The Stanley Tavern is a historic tavern building at 371 Main Street in Hopkinton, New Hampshire, United States. The oldest portion of this Georgian wood-frame structure was built c. 1791 by Theophilus Stanley, to serve as a tavern in the town, which was at the time vying (unsuccessfully, as it turned out) with Concord to be the state capital. It is the only surviving tavern of three that were known to be present in the town in the late 18th and early 19th century. The building was listed on the National Register of Historic Places in 2005, and the New Hampshire State Register of Historic Places in 2002.

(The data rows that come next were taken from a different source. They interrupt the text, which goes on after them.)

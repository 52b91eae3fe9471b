use crate::aggregator::{GraphAggregator, LinkSnapshot};
use crate::correlator::CorrelatorStats;
use crate::k8s::{Readiness, WorkloadDirectory};
use crate::Result;
use prometheus::{IntCounter, IntCounterVec, IntGauge, IntGaugeVec, Opts, Registry, TextEncoder};
use std::sync::atomic::{AtomicU64, Ordering};
use std::sync::Arc;
use std::time::Duration;
use tokio::sync::RwLock;
use tracing::warn;

const LINK_LABELS: [&str; 8] = [
    "client_kind",
    "client_namespace",
    "client_name",
    "server_kind",
    "server_namespace",
    "server_name",
    "server_port",
    "role",
];

/// Renders directory and graph state in the Prometheus text format.
///
/// Every scrape builds a fresh registry from the current state, so edges that
/// were evicted simply stop appearing.
pub struct PrometheusExporter {
    directory: WorkloadDirectory,
    aggregator: GraphAggregator,
    records: Arc<CorrelatorStats>,
    snapshot_timeout: Duration,
    last_snapshot: RwLock<Arc<Vec<LinkSnapshot>>>,
    stale_snapshots: AtomicU64,
}

impl PrometheusExporter {
    pub fn new(
        directory: WorkloadDirectory,
        aggregator: GraphAggregator,
        records: Arc<CorrelatorStats>,
        snapshot_timeout: Duration,
    ) -> Self {
        Self {
            directory,
            aggregator,
            records,
            snapshot_timeout,
            last_snapshot: RwLock::new(Arc::new(Vec::new())),
            stale_snapshots: AtomicU64::new(0),
        }
    }

    /// Current graph, or the previous one when a fresh copy does not arrive
    /// within the snapshot timeout
    pub async fn snapshot(&self) -> Arc<Vec<LinkSnapshot>> {
        let aggregator = self.aggregator.clone();
        let task = tokio::task::spawn_blocking(move || aggregator.snapshot());

        match tokio::time::timeout(self.snapshot_timeout, task).await {
            Ok(Ok(links)) => {
                let links = Arc::new(links);
                *self.last_snapshot.write().await = links.clone();
                links
            }
            Ok(Err(e)) => {
                warn!("Graph snapshot failed: {}, serving previous", e);
                self.stale_snapshots.fetch_add(1, Ordering::Relaxed);
                self.last_snapshot.read().await.clone()
            }
            Err(_) => {
                warn!(
                    "Graph snapshot took longer than {:?}, serving previous",
                    self.snapshot_timeout
                );
                self.stale_snapshots.fetch_add(1, Ordering::Relaxed);
                self.last_snapshot.read().await.clone()
            }
        }
    }

    pub async fn format_current_metrics(&self) -> Result<String> {
        let links = self.snapshot().await;
        let registry = self.build_registry(&links)?;

        let mut buffer = String::new();
        TextEncoder::new().encode_utf8(&registry.gather(), &mut buffer)?;
        Ok(buffer)
    }

    fn build_registry(&self, links: &[LinkSnapshot]) -> Result<Registry> {
        let registry = Registry::new();

        let bytes_sent = IntCounterVec::new(
            Opts::new(
                "moss_link_bytes_sent_total",
                "Bytes sent from client to server over the link",
            ),
            &LINK_LABELS,
        )?;
        let bytes_received = IntCounterVec::new(
            Opts::new(
                "moss_link_bytes_received_total",
                "Bytes sent from server back to client over the link",
            ),
            &LINK_LABELS,
        )?;
        let active = IntGaugeVec::new(
            Opts::new(
                "moss_link_active",
                "1 while at least one contributing connection is open",
            ),
            &LINK_LABELS,
        )?;
        let connections = IntGaugeVec::new(
            Opts::new(
                "moss_link_connections",
                "Connections currently contributing to the link",
            ),
            &LINK_LABELS,
        )?;

        for snapshot in links {
            let link = &snapshot.link;
            let client_name = link.client.name();
            let server_name = link.server.name();
            let port = link.server_port.to_string();

            let labels = [
                link.client.kind().as_str(),
                link.client.namespace(),
                client_name.as_ref(),
                link.server.kind().as_str(),
                link.server.namespace(),
                server_name.as_ref(),
                port.as_str(),
                link.role.as_str(),
            ];

            bytes_sent
                .with_label_values(&labels)
                .inc_by(snapshot.bytes_sent);
            bytes_received
                .with_label_values(&labels)
                .inc_by(snapshot.bytes_received);
            active
                .with_label_values(&labels)
                .set(i64::from(snapshot.active));
            connections
                .with_label_values(&labels)
                .set(snapshot.connections as i64);
        }

        registry.register(Box::new(bytes_sent))?;
        registry.register(Box::new(bytes_received))?;
        registry.register(Box::new(active))?;
        registry.register(Box::new(connections))?;

        let link_count = IntGauge::new("moss_links", "Live links in the graph")?;
        link_count.set(links.len() as i64);
        registry.register(Box::new(link_count))?;

        let entries = IntGauge::new(
            "moss_directory_entries",
            "Addresses with a known owning workload",
        )?;
        entries.set(self.directory.len() as i64);
        registry.register(Box::new(entries))?;

        let ready = IntGauge::new(
            "moss_directory_ready",
            "1 once every watched resource kind completed its initial list",
        )?;
        ready.set(i64::from(self.directory.readiness() == Readiness::Ready));
        registry.register(Box::new(ready))?;

        let dns_entries = IntGauge::new(
            "moss_directory_dns_entries",
            "Addresses resolved from ExternalName services",
        )?;
        dns_entries.set(self.directory.dns_entries() as i64);
        registry.register(Box::new(dns_entries))?;

        self.register_counter(
            &registry,
            "moss_lookups_before_ready_total",
            "Lookups answered before the directory was ready",
            self.directory.lookups_before_ready(),
        )?;
        self.register_counter(
            &registry,
            "moss_records_total",
            "Connection records folded into the graph",
            self.records.accepted(),
        )?;

        let rejected = IntCounterVec::new(
            Opts::new(
                "moss_records_rejected_total",
                "Connection records discarded, by reason",
            ),
            &["reason"],
        )?;
        for (reason, count) in self.records.rejections() {
            rejected.with_label_values(&[reason]).inc_by(count);
        }
        registry.register(Box::new(rejected))?;

        self.register_counter(
            &registry,
            "moss_counter_resets_total",
            "Connection byte counters that went backwards and were rebaselined",
            self.aggregator.counter_resets(),
        )?;
        self.register_counter(
            &registry,
            "moss_contributions_evicted_total",
            "Connection contributions evicted as inactive or idle",
            self.aggregator.evictions(),
        )?;
        self.register_counter(
            &registry,
            "moss_duplicate_records_total",
            "Late refreshes of evicted connections repeating their last totals",
            self.aggregator.duplicates(),
        )?;
        self.register_counter(
            &registry,
            "moss_stale_snapshots_total",
            "Scrapes served from the previous graph snapshot",
            self.stale_snapshots.load(Ordering::Relaxed),
        )?;

        #[cfg(target_os = "linux")]
        registry.register(Box::new(
            prometheus::process_collector::ProcessCollector::for_self(),
        ))?;

        Ok(registry)
    }

    fn register_counter(
        &self,
        registry: &Registry,
        name: &str,
        help: &str,
        value: u64,
    ) -> Result<()> {
        let counter = IntCounter::new(name, help)?;
        counter.inc_by(value);
        registry.register(Box::new(counter))?;
        Ok(())
    }
}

==Description and history==
Stanley Tavern is located in the village center of Hopkinton, on the south side of Main Street (U.S. Route 202). It is a 2½-story wood-frame structure, with a hip roof and clapboarded exterior. The building originally consisted of a typical five bay wide, two bay deep, Georgian house with a central chimney, to which a single story kitchen wing with rear chimney was built on. Around 1800 the roof of the kitchen wing was raised to a full two stories. A two-story wing added in 1875 was demolished during restoration of the property in the early 2000s.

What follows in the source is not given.